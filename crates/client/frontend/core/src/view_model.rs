//! Per-phase overlay text and its placement on the arena.
//!
//! [`PhaseOverlay`] describes what a phase shows on top of the backdrop;
//! [`PhaseOverlay::place`] turns it into baseline positions using any
//! [`TextLayout`].
use game_core::{ArenaSize, Character, Game, GamePhase};

use crate::layout::{FontTier, TextLayout, TextPlacement, centered};

pub const TITLE: &str = "Cats Vs. Dogs";

/// Semantic color of an overlay line.
#[derive(Clone, Copy, Debug, PartialEq, Eq)]
pub enum Tone {
    Primary,
    Secondary,
    Alert,
    Dark,
    Muted,
    Success,
}

/// Horizontal anchor.
#[derive(Clone, Copy, Debug, PartialEq, Eq)]
pub enum Column {
    Center,
    /// Centered over the player's third of the arena.
    PlayerThird,
    /// Centered over the opponent's third of the arena.
    OpponentThird,
}

/// Vertical anchor for the baseline.
#[derive(Clone, Copy, Debug, PartialEq, Eq)]
pub enum Row {
    /// `H/4 + h/2`
    Quarter,
    /// `H/3 + h/2`
    Third,
    /// `H/3 + heading h`
    BelowHeading,
    /// `n * heading h`
    HeadingLines(i32),
}

#[derive(Clone, Debug, PartialEq, Eq)]
pub struct OverlayLine {
    pub text: String,
    pub tier: FontTier,
    pub tone: Tone,
    pub column: Column,
    pub row: Row,
}

impl OverlayLine {
    fn new(text: impl Into<String>, tier: FontTier, tone: Tone, column: Column, row: Row) -> Self {
        Self {
            text: text.into(),
            tier,
            tone,
            column,
            row,
        }
    }
}

/// Overlay text for one phase. The first line is the heading.
#[derive(Clone, Debug, PartialEq, Eq)]
pub struct PhaseOverlay {
    pub phase: GamePhase,
    pub lines: Vec<OverlayLine>,
}

/// `HP remaining/max` caption shown above a fighter.
pub fn hp_caption(character: &Character) -> String {
    format!("HP {}/{}", character.remaining_hp(), character.max_hp())
}

impl PhaseOverlay {
    /// Builds the overlay for the game's current phase.
    ///
    /// `quit_chord` names the key combination that exits, as shown on the
    /// pause screen.
    pub fn for_game(game: &Game, quit_chord: &str) -> Self {
        use Column::*;
        use FontTier::*;

        let lines = match game.phase() {
            GamePhase::MainMenu => vec![
                OverlayLine::new(TITLE, Title, Tone::Primary, Center, Row::Quarter),
                OverlayLine::new(
                    "* Press ENTER to start a Battle! *",
                    Small,
                    Tone::Secondary,
                    Center,
                    Row::BelowHeading,
                ),
            ],
            GamePhase::Paused => vec![
                OverlayLine::new("(PAUSED)", Base, Tone::Primary, Center, Row::Quarter),
                OverlayLine::new(
                    format!("press {quit_chord} to exit or ESC to unpause"),
                    Small,
                    Tone::Secondary,
                    Center,
                    Row::Third,
                ),
            ],
            GamePhase::Battle => {
                let mut lines = vec![
                    OverlayLine::new(
                        "- Battle! -",
                        Small,
                        Tone::Alert,
                        Center,
                        Row::HeadingLines(2),
                    ),
                    OverlayLine::new(
                        "Press SPACE to attack!",
                        Small,
                        Tone::Dark,
                        Center,
                        Row::HeadingLines(4),
                    ),
                ];
                if let Some(battle) = game.battle() {
                    lines.push(OverlayLine::new(
                        hp_caption(battle.player()),
                        Small,
                        Tone::Muted,
                        PlayerThird,
                        Row::HeadingLines(6),
                    ));
                    lines.push(OverlayLine::new(
                        hp_caption(battle.opponent()),
                        Small,
                        Tone::Muted,
                        OpponentThird,
                        Row::HeadingLines(6),
                    ));
                }
                lines
            }
            GamePhase::Won => vec![
                OverlayLine::new("VICTORY!", Base, Tone::Success, Center, Row::Quarter),
                Self::return_hint(),
            ],
            GamePhase::Lost => vec![
                OverlayLine::new("You are dead", Base, Tone::Dark, Center, Row::Quarter),
                Self::return_hint(),
            ],
        };

        Self {
            phase: game.phase(),
            lines,
        }
    }

    fn return_hint() -> OverlayLine {
        OverlayLine::new(
            "Press enter to return to main menu",
            FontTier::Small,
            Tone::Secondary,
            Column::Center,
            Row::Third,
        )
    }

    pub fn heading(&self) -> Option<&OverlayLine> {
        self.lines.first()
    }

    /// Computes every line's position inside an arena of `arena` pixels.
    pub fn place<L: TextLayout + ?Sized>(
        &self,
        layout: &L,
        arena: ArenaSize,
    ) -> Vec<(&OverlayLine, TextPlacement)> {
        let width = arena.width as i32;
        let height = arena.height as i32;
        let heading_height = self
            .heading()
            .map_or(0, |line| layout.measure(&line.text, line.tier).height);

        self.lines
            .iter()
            .map(|line| {
                let bounds = layout.measure(&line.text, line.tier);
                let center_x = match line.column {
                    Column::Center => width / 2,
                    Column::PlayerThird => width / 3,
                    Column::OpponentThird => width / 3 * 2,
                };
                let y = match line.row {
                    Row::Quarter => height / 4 + bounds.height / 2,
                    Row::Third => height / 3 + bounds.height / 2,
                    Row::BelowHeading => height / 3 + heading_height,
                    Row::HeadingLines(n) => heading_height * n,
                };
                let placement = TextPlacement {
                    x: centered(center_x, bounds),
                    y,
                    bounds,
                };
                (line, placement)
            })
            .collect()
    }
}

#[cfg(test)]
mod tests {
    use super::*;
    use crate::layout::{FixedAdvance, TextBounds};
    use game_core::{GameConfig, InputFrame, Keys, StandardSprites};
    use std::sync::Arc;

    fn game() -> Game {
        Game::new(GameConfig::default(), Arc::new(StandardSprites))
    }

    fn texts(overlay: &PhaseOverlay) -> Vec<&str> {
        overlay.lines.iter().map(|line| line.text.as_str()).collect()
    }

    #[test]
    fn main_menu_shows_title() {
        let overlay = PhaseOverlay::for_game(&game(), "Ctrl+W");
        assert_eq!(
            texts(&overlay),
            [TITLE, "* Press ENTER to start a Battle! *"]
        );
    }

    #[test]
    fn battle_shows_hp_captions() {
        let mut game = game();
        game.update(&InputFrame::pressed(Keys::CONFIRM)).unwrap();

        let overlay = PhaseOverlay::for_game(&game, "Ctrl+W");
        assert_eq!(
            texts(&overlay),
            [
                "- Battle! -",
                "Press SPACE to attack!",
                "HP 100/100",
                "HP 100/100"
            ]
        );
    }

    #[test]
    fn pause_names_quit_chord() {
        let mut game = game();
        game.update(&InputFrame::pressed(Keys::PAUSE_TOGGLE)).unwrap();

        let overlay = PhaseOverlay::for_game(&game, "Ctrl+W");
        assert_eq!(
            overlay.lines[1].text,
            "press Ctrl+W to exit or ESC to unpause"
        );
    }

    #[test]
    fn battle_rows_step_by_heading_height() {
        let mut game = game();
        game.update(&InputFrame::pressed(Keys::CONFIRM)).unwrap();
        let overlay = PhaseOverlay::for_game(&game, "Ctrl+W");

        let layout = FixedAdvance::new((2, 10), (3, 15), (4, 20));
        let placed = overlay.place(&layout, ArenaSize::default());
        let ys: Vec<i32> = placed.iter().map(|(_, p)| p.y).collect();
        assert_eq!(ys, [20, 40, 60, 60]);

        // "HP 100/100" is 10 chars, 20 px wide, centered on 106 and 212.
        assert_eq!(placed[2].1.x, 96);
        assert_eq!(placed[3].1.x, 202);
        assert_eq!(placed[2].1.bounds, TextBounds::new(20, 10));
    }

    #[test]
    fn menu_subtext_sits_below_title() {
        let overlay = PhaseOverlay::for_game(&game(), "Ctrl+W");
        let layout = FixedAdvance::new((2, 10), (3, 15), (4, 20));
        let placed = overlay.place(&layout, ArenaSize::default());

        assert_eq!(placed[0].1.y, 60 + 10);
        assert_eq!(placed[1].1.y, 80 + 20);
    }
}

++++

Problem statement: State how many lines in the entries above hold the word "ArenaSize", with no further text.

Response box: 4